Source data:
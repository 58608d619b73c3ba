use serde::{Deserialize, Serialize};
use thiserror::Error;

#[derive(Debug, Clone, Copy, PartialEq, Eq, Serialize, Deserialize)]
#[serde(rename_all = "snake_case")]
pub enum ErrorCode {
    Unauthorized,
    Blocked,
    NotAccepting,
    Validation,
    PayloadTooLarge,
    Forbidden,
    NotFound,
    Upstream,
}

#[derive(Debug, Clone, Serialize, Deserialize)]
pub struct ApiError {
    pub code: ErrorCode,
    pub message: String,
}

impl ApiError {
    pub fn new(code: ErrorCode, message: impl Into<String>) -> Self {
        Self {
            code,
            message: message.into(),
        }
    }
}

#[derive(Debug, Error)]
#[error("{code:?}: {message}")]
pub struct ApiException {
    pub code: ErrorCode,
    pub message: String,
}

impl ApiException {
    pub fn new(code: ErrorCode, message: impl Into<String>) -> Self {
        Self {
            code,
            message: message.into(),
        }
    }
}

impl From<ApiException> for ApiError {
    fn from(value: ApiException) -> Self {
        Self {
            code: value.code,
            message: value.message,
        }
    }
}
async fn summarize_overview(
    ctx: &ApiContext,
    overview: StoredThreadOverview,
) -> Result<ThreadSummary, ApiError> {
    let (last_message_preview, last_message_at) = match overview.last_message_id {
        Some(id) => match ctx.storage.get_message(id).await.map_err(internal)? {
            Some(message) => (Some(preview_of(&message)), Some(message.created_at)),
            None => (None, None),
        },
        None => (None, None),
    };

    let muted = overview.muted
        && overview
            .muted_until
            .map(|until| until > Utc::now())
            .unwrap_or(true);
    let peer = overview.peer.map(user_summary);
    let title = match overview.kind {
        ThreadKind::Group => overview
            .title
            .clone()
            .unwrap_or_else(|| "Group".to_string()),
        ThreadKind::Direct => peer
            .as_ref()
            .map(|p| p.display_name.clone())
            .unwrap_or_else(|| "Conversation".to_string()),
    };

    Ok(ThreadSummary {
        thread_id: overview.thread_id,
        kind: overview.kind,
        title,
        peer,
        last_message_preview,
        last_message_at,
        unread_count: overview.unread_count,
        muted,
        pinned: overview.pinned,
        updated_at: overview.updated_at,
    })
}

/// Deleted and media messages get a label instead of text, so the thread
/// list never shows wiped or binary content.
fn preview_of(message: &StoredMessage) -> String {
    if message.is_deleted {
        return "Message deleted".to_string();
    }
    match message.kind {
        MessageKind::Image => "Photo".to_string(),
        MessageKind::File => "File".to_string(),
        MessageKind::Text | MessageKind::System => {
            let text = message.content.as_deref().unwrap_or_default();
            if text.chars().count() <= PREVIEW_CHARS {
                text.to_string()
            } else {
                text.chars().take(PREVIEW_CHARS).collect()
            }
        }
    }
}

fn sort_key(summary: &ThreadSummary) -> (DateTime<Utc>, i64) {
    let activity = summary
        .last_message_at
        .map(|at| at.max(summary.updated_at))
        .unwrap_or(summary.updated_at);
    (activity, summary.thread_id.0)
}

What to do: Once you find the string "chars" in a line of the records, copy that line.

Result of the task:
            if text.chars().count() <= PREVIEW_CHARS {
                text.chars().take(PREVIEW_CHARS).collect()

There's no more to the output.